CS 261 is a graduate class on computer security offered in the Fall 2000 semester.Instructor: David Wagner.
The class was offered in the Fall 2000 semester, and is now over.
For announcements, see the class newsgroup, ucb.class.cs261.
CS261: Security in Computer Systems. Prerequisite: CS162. Graduate survey of modern topics in computer security, including: protection, access control, distributed access control, Unix security, applied cryptography, network security, firewalls, secure coding practices, safe languages, mobile code, and case studies from real-world systems. May also cover cryptographic protocols, privacy and anonymity, and/or other topics as time permits. Term paper or project required. Three hours of lecture per week. (3 units)
A list of course topics is available, as is the syllabus handed out the first day of class.

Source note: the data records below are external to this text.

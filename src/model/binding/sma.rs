//! Steric mass action isotherm.
//!
//! Component 0 is the salt. The bound salt concentration always satisfies
//! the algebraic charge balance `q_0 = Lambda - sum_j nu_j q_j`; the protein
//! bound states follow
//! `dq_i/dt = k_a,i c_p,i qbar_0^nu_i - k_d,i q_i c_p,0^nu_i`
//! with the sterically available salt
//! `qbar_0 = Lambda - sum_j (nu_j + sigma_j) q_j`, either kinetically or
//! quasi-stationary.

use crate::ad::{Active, Real};
use crate::linalg::{BandMatrix, DenseSlab, FactorizableBandMatrix};
use crate::model::binding::{damped_newton, NewtonFailure};
use crate::model::ParamId;

#[derive(Debug, Clone)]
pub struct SmaBinding {
    n_bound: Vec<usize>,
    lambda: Active,
    nu: Vec<f64>,
    sigma: Vec<f64>,
    ka: Vec<Active>,
    kd: Vec<Active>,
    quasi_stationary: bool,
}

impl SmaBinding {
    /// All slices are per component; entries for component 0 (the salt) are
    /// ignored for `ka`, `kd`, and `sigma`.
    pub fn new(
        lambda: f64,
        nu: &[f64],
        sigma: &[f64],
        ka: &[f64],
        kd: &[f64],
        quasi_stationary: bool,
    ) -> Self {
        assert_eq!(nu.len(), sigma.len());
        assert_eq!(nu.len(), ka.len());
        assert_eq!(nu.len(), kd.len());
        Self {
            n_bound: vec![1; nu.len()],
            lambda: Active::constant(lambda),
            nu: nu.to_vec(),
            sigma: sigma.to_vec(),
            ka: ka.iter().map(|v| Active::constant(*v)).collect(),
            kd: kd.iter().map(|v| Active::constant(*v)).collect(),
            quasi_stationary,
        }
    }

    pub fn n_comp(&self) -> usize {
        self.n_bound.len()
    }

    pub fn n_bound(&self) -> &[usize] {
        &self.n_bound
    }

    pub fn quasi_stationary(&self) -> bool {
        self.quasi_stationary
    }

    pub fn algebraic_block(&self) -> (usize, usize) {
        if self.quasi_stationary {
            (0, self.n_comp())
        } else {
            (0, 1)
        }
    }

    /// Sterically shielded salt concentration `qbar_0`.
    fn qbar0<T: Real>(&self, q: &[f64]) -> T {
        let mut qbar = T::from_active(self.lambda);
        for j in 1..self.n_comp() {
            qbar -= T::from_f64((self.nu[j] + self.sigma[j]) * q[j]);
        }
        qbar
    }

    pub fn residual<T: Real>(
        &self,
        tau: f64,
        cp: &[f64],
        q: &[f64],
        q_dot: Option<&[f64]>,
        res: &mut [T],
    ) {
        let n = self.n_comp();
        // Salt charge balance: q_0 - Lambda + sum nu_j q_j = 0
        let mut salt = T::from_f64(q[0]) - T::from_active(self.lambda);
        for j in 1..n {
            salt += T::from_f64(self.nu[j] * q[j]);
        }
        res[0] = salt;

        let qbar = self.qbar0::<T>(q);
        for i in 1..n {
            let ka = T::from_active(self.ka[i]);
            let kd = T::from_active(self.kd[i]);
            let f_ads = ka * T::from_f64(cp[i]) * qbar.powf_const(self.nu[i])
                - kd * T::from_f64(q[i]) * T::from_f64(cp[0].powf(self.nu[i]));
            res[i] = if self.quasi_stationary {
                -f_ads
            } else {
                let dq = q_dot.map(|qd| qd[i]).unwrap_or(0.0);
                T::from_f64(tau * dq) - f_ads
            };
        }
    }

    pub fn state_jacobian(
        &self,
        cp: &[f64],
        q: &[f64],
        jac: &mut BandMatrix,
        first_bound_row: usize,
    ) {
        let n = self.n_comp();
        // Salt row
        jac.add(first_bound_row, 0, 1.0);
        for j in 1..n {
            jac.add(first_bound_row, j as isize, self.nu[j]);
        }

        let qbar: f64 = self.qbar0(q);
        for i in 1..n {
            let row = first_bound_row + i;
            let ka = self.ka[i].value();
            let kd = self.kd[i].value();
            let nu = self.nu[i];
            let qbar_pow = qbar.powf(nu);
            let qbar_pow_m1 = qbar.powf(nu - 1.0);
            let cp0_pow = cp[0].powf(nu);
            let cp0_pow_m1 = cp[0].powf(nu - 1.0);

            // d(-f_ads)/d(c_p,i) and /d(c_p,0)
            let to_cp_i = i as isize - (n + i) as isize;
            let to_cp_0 = -((n + i) as isize);
            jac.add(row, to_cp_i, -ka * qbar_pow);
            jac.add(row, to_cp_0, kd * q[i] * nu * cp0_pow_m1);

            // d(-f_ads)/d(q_j)
            for j in 1..n {
                let mut v = ka * cp[i] * nu * qbar_pow_m1 * (self.nu[j] + self.sigma[j]);
                if i == j {
                    v += kd * cp0_pow;
                }
                jac.add(row, j as isize - i as isize, v);
            }
        }
    }

    pub fn jacobian_add_discretized(
        &self,
        factor: f64,
        jac: &mut FactorizableBandMatrix,
        first_bound_row: usize,
    ) {
        if self.quasi_stationary {
            return;
        }
        // The salt balance stays algebraic in kinetic mode
        for b in 1..self.n_comp() {
            jac.add(first_bound_row + b, 0, factor);
        }
    }

    /// Dense Jacobian of the full algebraic block with respect to the bound
    /// states, for the per-shell Newton iteration.
    fn algebraic_jacobian_dense(&self, cp: &[f64], q: &[f64], jac: &mut DenseSlab<'_>) {
        let n = self.n_comp();
        jac.set_all(0.0);
        jac.set(0, 0, 1.0);
        for j in 1..n {
            jac.set(0, j, self.nu[j]);
        }
        let qbar: f64 = self.qbar0(q);
        for i in 1..n {
            let ka = self.ka[i].value();
            let kd = self.kd[i].value();
            let nu = self.nu[i];
            let qbar_pow_m1 = qbar.powf(nu - 1.0);
            let cp0_pow = cp[0].powf(nu);
            for j in 1..n {
                let mut v = ka * cp[i] * nu * qbar_pow_m1 * (self.nu[j] + self.sigma[j]);
                if i == j {
                    v += kd * cp0_pow;
                }
                jac.set(i, j, v);
            }
        }
    }

    /// Solves the algebraic equations of one shell.
    ///
    /// In quasi-stationary mode all bound states are solved with a damped
    /// Newton iteration on the dense block; the salt is then reset from the
    /// exact charge balance. In kinetic mode only the (linear) salt balance
    /// has to be evaluated.
    #[allow(clippy::too_many_arguments)]
    pub fn consistent_initial_state(
        &self,
        _t: f64,
        _z: f64,
        _r: f64,
        _sec_idx: usize,
        cp: &[f64],
        q: &mut [f64],
        error_tol: f64,
        scratch: &mut [f64],
        jac: &mut DenseSlab<'_>,
    ) -> Result<(), NewtonFailure> {
        if self.quasi_stationary {
            self.starting_point_from_salt_balance(cp, q);
            let result = damped_newton(
                q,
                error_tol,
                scratch,
                jac,
                |qq, res| self.residual::<f64>(1.0, cp, qq, None, res),
                |qq, dense| self.algebraic_jacobian_dense(cp, qq, dense),
            );
            // Charge balance, exact by construction
            q[0] = self.charge_balance_salt(q);
            result
        } else {
            q[0] = self.charge_balance_salt(q);
            Ok(())
        }
    }

    /// Starting point for the Newton iteration.
    ///
    /// At equilibrium every protein satisfies
    /// `q_i = k_a,i c_p,i qbar_0^nu_i / (k_d,i c_p,0^nu_i)`, which turns the
    /// shielded salt balance into a scalar monotone equation in `qbar_0` on
    /// `[0, Lambda]`. A bisection on that equation gives bound states close
    /// to the root, from where the dense Newton converges quadratically.
    fn starting_point_from_salt_balance(&self, cp: &[f64], q: &mut [f64]) {
        let n = self.n_comp();
        let lambda = self.lambda.value();
        if cp[0] <= 0.0 || lambda <= 0.0 {
            return;
        }
        let equilibrium_q = |qbar: f64, i: usize| {
            self.ka[i].value() * cp[i] * qbar.powf(self.nu[i])
                / (self.kd[i].value() * cp[0].powf(self.nu[i]))
        };
        let balance = |qbar: f64| {
            let mut acc = qbar - lambda;
            for i in 1..n {
                acc += (self.nu[i] + self.sigma[i]) * equilibrium_q(qbar, i);
            }
            acc
        };
        let mut lo = 0.0;
        let mut hi = lambda;
        for _ in 0..60 {
            let mid = 0.5 * (lo + hi);
            if balance(mid) > 0.0 {
                hi = mid;
            } else {
                lo = mid;
            }
        }
        let qbar = 0.5 * (lo + hi);
        for i in 1..n {
            q[i] = equilibrium_q(qbar, i);
        }
        q[0] = self.charge_balance_salt(q);
    }

    /// `q_0 = Lambda - sum_j nu_j q_j`.
    pub fn charge_balance_salt(&self, q: &[f64]) -> f64 {
        let mut q0 = self.lambda.value();
        for j in 1..self.n_comp() {
            q0 -= self.nu[j] * q[j];
        }
        q0
    }

    pub fn set_sens_direction(&mut self, param: &ParamId, dir: usize) -> bool {
        match param {
            ParamId::SmaLambda => {
                self.lambda.set_direction(dir, 1.0);
                true
            }
            ParamId::BindingKa(comp) if *comp < self.ka.len() => {
                self.ka[*comp].set_direction(dir, 1.0);
                true
            }
            ParamId::BindingKd(comp) if *comp < self.kd.len() => {
                self.kd[*comp].set_direction(dir, 1.0);
                true
            }
            _ => false,
        }
    }
}

#[cfg(test)]
mod tests {
    use super::*;

    fn test_binding(quasi_stationary: bool) -> SmaBinding {
        SmaBinding::new(
            1200.0,
            &[1.0, 5.0, 4.0],
            &[0.0, 11.0, 10.0],
            &[0.0, 2e-13, 2.5e-10],
            &[0.0, 3.2e-9, 2e-7],
            quasi_stationary,
        )
    }

    #[test]
    fn test_charge_balance_is_exact() {
        let binding = test_binding(true);
        let q = [0.0, 3.0, 7.0];
        let q0 = binding.charge_balance_salt(&q);
        assert_eq!(q0, 1200.0 - 5.0 * 3.0 - 4.0 * 7.0);
    }

    #[test]
    fn test_quasi_stationary_newton_converges() {
        let binding = test_binding(true);
        let cp = [50.0, 0.2, 0.1];
        let mut q = [1200.0, 0.0, 0.0];
        let mut scratch = vec![0.0; 9];
        let mut data = vec![0.0; 9];
        let mut pivot = vec![0; 3];
        let mut jac = DenseSlab::new(&mut data, &mut pivot, 3);
        binding
            .consistent_initial_state(0.0, 0.5, 1e-5, 0, &cp, &mut q, 1e-12, &mut scratch, &mut jac)
            .unwrap();

        // Residual of every algebraic equation below tolerance
        let mut res = [0.0_f64; 3];
        binding.residual(1.0, &cp, &q, None, &mut res);
        for r in res {
            assert!(r.abs() < 1e-9, "residual {r}");
        }
        // Salt matches the closed form bit for bit
        assert_eq!(q[0], binding.charge_balance_salt(&q));
    }

    #[test]
    fn test_kinetic_mode_solves_only_salt() {
        let binding = test_binding(false);
        let cp = [100.0, 0.5, 0.5];
        let mut q = [0.0, 2.0, 1.0];
        let mut scratch = vec![0.0; 3];
        let mut data = vec![0.0; 1];
        let mut pivot = vec![0; 1];
        let mut jac = DenseSlab::new(&mut data, &mut pivot, 1);
        binding
            .consistent_initial_state(0.0, 0.5, 1e-5, 0, &cp, &mut q, 1e-12, &mut scratch, &mut jac)
            .unwrap();
        assert_eq!(q[0], 1200.0 - 5.0 * 2.0 - 4.0 * 1.0);
        assert_eq!(q[1], 2.0);
    }

    #[test]
    fn test_state_jacobian_matches_finite_differences() {
        let binding = test_binding(false);
        let cp = [80.0, 0.3, 0.6];
        let q = [1100.0, 4.0, 9.0];
        let n = 3;

        let mut jac = BandMatrix::new(6, 5, 5);
        binding.state_jacobian(&cp, &q, &mut jac, 3);

        let eps = 1e-6;
        let mut base = [0.0_f64; 3];
        binding.residual(1.0, &cp, &q, None, &mut base);
        for j in 0..n {
            let mut qp = q;
            qp[j] += eps;
            let mut pert = [0.0_f64; 3];
            binding.residual(1.0, &cp, &qp, None, &mut pert);
            for i in 0..n {
                let fd = (pert[i] - base[i]) / eps;
                let entry = jac.get(3 + i, j as isize - i as isize);
                assert!(
                    (entry - fd).abs() < 1e-3 * (1.0 + fd.abs()),
                    "dF{i}/dq{j}: {entry} vs {fd}"
                );
            }
        }
    }
}
//! Adsorption isotherm models.
//!
//! The solver core only relies on a small capability set: location of the
//! algebraic sub-block inside a shell, a per-shell solve of the algebraic
//! isotherm equations for consistent initialization, and the contribution of
//! the binding kinetics to the time-derivative Jacobian. The known isotherm
//! families are represented as a tagged variant, so the per-shell loops
//! dispatch without virtual calls.

pub mod langmuir;
pub mod linear;
pub mod sma;

pub use langmuir::LangmuirBinding;
pub use linear::LinearBinding;
pub use sma::SmaBinding;

use crate::ad::Real;
use crate::linalg::{BandMatrix, DenseSlab, FactorizableBandMatrix};
use crate::model::ParamId;

/// Tagged variant over the supported isotherm families.
#[derive(Debug, Clone)]
pub enum BindingModel {
    Linear(LinearBinding),
    Langmuir(LangmuirBinding),
    StericMassAction(SmaBinding),
}

impl BindingModel {
    pub fn n_comp(&self) -> usize {
        match self {
            BindingModel::Linear(m) => m.n_comp(),
            BindingModel::Langmuir(m) => m.n_comp(),
            BindingModel::StericMassAction(m) => m.n_comp(),
        }
    }

    /// Bound states per component.
    pub fn n_bound(&self) -> &[usize] {
        match self {
            BindingModel::Linear(m) => m.n_bound(),
            BindingModel::Langmuir(m) => m.n_bound(),
            BindingModel::StericMassAction(m) => m.n_bound(),
        }
    }

    pub fn has_algebraic_equations(&self) -> bool {
        match self {
            BindingModel::Linear(m) => m.quasi_stationary(),
            BindingModel::Langmuir(_) => false,
            // The salt balance is algebraic even in kinetic mode
            BindingModel::StericMassAction(_) => true,
        }
    }

    /// Offset and length of the algebraic sub-block within the bound states
    /// of one shell. `(0, 0)` if there are no algebraic equations.
    pub fn algebraic_block(&self) -> (usize, usize) {
        match self {
            BindingModel::Linear(m) => m.algebraic_block(),
            BindingModel::Langmuir(_) => (0, 0),
            BindingModel::StericMassAction(m) => m.algebraic_block(),
        }
    }

    /// Doubles of scratch memory one thread needs for
    /// [`Self::consistent_initial_state`].
    pub fn workspace_size(&self) -> usize {
        let (_, alg_len) = self.algebraic_block();
        3 * alg_len
    }

    /// Residual of the bound-state equations of one shell.
    ///
    /// `res` receives one entry per bound state. Dynamic bound states get
    /// `tau * dq/dt - f_ads`, quasi-stationary ones the bare algebraic
    /// residual.
    pub fn residual<T: Real>(
        &self,
        tau: f64,
        cp: &[f64],
        q: &[f64],
        q_dot: Option<&[f64]>,
        res: &mut [T],
    ) {
        match self {
            BindingModel::Linear(m) => m.residual(tau, cp, q, q_dot, res),
            BindingModel::Langmuir(m) => m.residual(tau, cp, q, q_dot, res),
            BindingModel::StericMassAction(m) => m.residual(tau, cp, q, q_dot, res),
        }
    }

    /// Adds the state Jacobian of the bound-state equations of one shell to
    /// the particle block, rows `first_bound_row ..`.
    pub fn state_jacobian(
        &self,
        cp: &[f64],
        q: &[f64],
        jac: &mut BandMatrix,
        first_bound_row: usize,
    ) {
        match self {
            BindingModel::Linear(m) => m.state_jacobian(cp, q, jac, first_bound_row),
            BindingModel::Langmuir(m) => m.state_jacobian(cp, q, jac, first_bound_row),
            BindingModel::StericMassAction(m) => m.state_jacobian(cp, q, jac, first_bound_row),
        }
    }

    /// Adds `factor * dF/d(dq/dt)` to the diagonal of the dynamic bound-state
    /// rows, starting at `first_bound_row`.
    pub fn jacobian_add_discretized(
        &self,
        factor: f64,
        jac: &mut FactorizableBandMatrix,
        first_bound_row: usize,
    ) {
        match self {
            BindingModel::Linear(m) => m.jacobian_add_discretized(factor, jac, first_bound_row),
            BindingModel::Langmuir(m) => m.jacobian_add_discretized(factor, jac, first_bound_row),
            BindingModel::StericMassAction(m) => {
                m.jacobian_add_discretized(factor, jac, first_bound_row)
            }
        }
    }

    /// Solves the algebraic isotherm equations of one shell in place.
    ///
    /// `jac` is dense scratch of order `alg_len` carved from the factorizable
    /// particle block, `scratch` holds [`Self::workspace_size`] doubles.
    #[allow(clippy::too_many_arguments)]
    pub fn consistent_initial_state(
        &self,
        t: f64,
        z: f64,
        r: f64,
        sec_idx: usize,
        cp: &[f64],
        q: &mut [f64],
        error_tol: f64,
        scratch: &mut [f64],
        jac: &mut DenseSlab<'_>,
    ) -> Result<(), NewtonFailure> {
        match self {
            BindingModel::Linear(m) => m.consistent_initial_state(cp, q),
            BindingModel::Langmuir(_) => Ok(()),
            BindingModel::StericMassAction(m) => {
                m.consistent_initial_state(t, z, r, sec_idx, cp, q, error_tol, scratch, jac)
            }
        }
    }

    /// Explicit time derivative of the algebraic residual, written to `out`
    /// (one entry per algebraic equation). Returns `false` if it vanishes
    /// identically, which holds for all shipped isotherms; external-function
    /// driven isotherms would override this.
    pub fn algebraic_time_derivative(&self, _t: f64, _z: f64, out: &mut [f64]) -> bool {
        out.fill(0.0);
        false
    }

    /// Seeds the AD direction of a binding parameter. Returns `false` if the
    /// parameter does not belong to this model.
    pub fn set_sens_direction(&mut self, param: &ParamId, dir: usize) -> bool {
        match self {
            BindingModel::Linear(m) => m.set_sens_direction(param, dir),
            BindingModel::Langmuir(m) => m.set_sens_direction(param, dir),
            BindingModel::StericMassAction(m) => m.set_sens_direction(param, dir),
        }
    }
}

/// Maps bound-state index to component for models with at most one bound
/// state per component.
pub(crate) fn bound_to_comp(n_bound: &[usize]) -> Vec<usize> {
    let mut map = Vec::new();
    for (comp, nb) in n_bound.iter().enumerate() {
        for _ in 0..*nb {
            map.push(comp);
        }
    }
    map
}

/// Damped Newton iteration on a dense algebraic system.
///
/// `residual(q, res)` evaluates the equations, `jacobian(q, jac)` fills the
/// dense Jacobian. `q` holds the unknowns of the algebraic block; `scratch`
/// provides three work vectors of the block length.
pub(crate) fn damped_newton(
    q: &mut [f64],
    error_tol: f64,
    scratch: &mut [f64],
    jac: &mut DenseSlab<'_>,
    residual: impl Fn(&[f64], &mut [f64]),
    jacobian: impl Fn(&[f64], &mut DenseSlab<'_>),
) -> Result<(), NewtonFailure> {
    const MAX_ITER: usize = 50;
    const MIN_DAMPING: f64 = 1.0 / 64.0;

    let n = q.len();
    let (res, rest) = scratch.split_at_mut(n);
    let (step, trial) = rest.split_at_mut(n);

    residual(q, res);
    let mut norm = inf_norm(res);
    for _ in 0..MAX_ITER {
        if norm <= error_tol {
            return Ok(());
        }
        jacobian(q, jac);
        jac.factorize().map_err(|_| NewtonFailure { residual: norm })?;
        step[..n].copy_from_slice(res);
        jac.solve(step)
            .map_err(|_| NewtonFailure { residual: norm })?;

        // Reduce the step until the residual shrinks
        let mut damping = 1.0;
        loop {
            for i in 0..n {
                trial[i] = q[i] - damping * step[i];
            }
            residual(trial, res);
            let trial_norm = inf_norm(res);
            if trial_norm < norm || damping <= MIN_DAMPING {
                q.copy_from_slice(&trial[..n]);
                norm = trial_norm;
                break;
            }
            damping *= 0.5;
        }
    }
    if norm <= error_tol {
        Ok(())
    } else {
        Err(NewtonFailure { residual: norm })
    }
}

/// Failure of the per-shell algebraic Newton solve.
#[derive(Debug, Clone, Copy)]
pub struct NewtonFailure {
    pub residual: f64,
}

pub(crate) fn inf_norm(v: &[f64]) -> f64 {
    v.iter().fold(0.0_f64, |acc, x| acc.max(x.abs()))
}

There will be no final or midterm.
There will be a term project. You will do independent research in small groups (e.g., teams of 2--3). Projects may cover any topic of interest in systems security, interpreted broadly (it need not be a topic discussed in class); ties with current research are encouraged. A conference-style report and a project presentation on your results will be due at the end of the semester.
You are encouraged to start thinking of topics of interest early. Be ambitious! I expect that the best papers will probably lead to publication (with some extra work).
More details may be found here.
The list of groups and what projects they have signed up to do is also available.
There will be approximately three to five homework assignments throughout the semester, to appear on the course webpage as they are assigned.
The first homework was due on Monday, 25 September; a sample solution set is now available.
The second homework was due on Wednesday, 4 October; a sample solution set is now available.
The third homework was due on Wednesday, 30 October; a sample solution set is now available.
Reminder: Turn in your homeworks on paper at the beginning of class on the appropriate day. This deadline will be enforced strictly. Late homeworks will not be accepted.
You may discuss the questions on the homeworks with others, but the writeup you turn in must be your own. You may use any source you like (including other papers or textbooks), but if you use any source not discussed in class, you must cite it.
There is no required textbook. All reading will be from papers. Whenever possible, handouts and papers will be placed online on the web page; papers not available online will be handed out in class. A schedule of assigned readings is available online.
You will be required to write a very brief summary of each paper you read, listing the two most important contributions of the paper and its most significant flaw, to be handed in at the beginning of the class when the reading is due.
Returned paper summaries are available outside 765 Soda.
From time to time, we may discuss vulnerabilities in widely-deployed computer systems. This is not intended as an invitation to go exploit those vulnerabilities. It is important that we be able to discuss real-world experience candidly; students are expected to behave responsibly.
Berkeley's policy (and my policy) on this should be clear: you may not break into machines that are not your own; you may not attempt to attack or subvert system security. Breaking into other people's systems is inappropriate; and the existence of a security hole is no excuse.
Office hours: 10:30--11:30am Monday mornings, or by appointment if you can't make that time slot.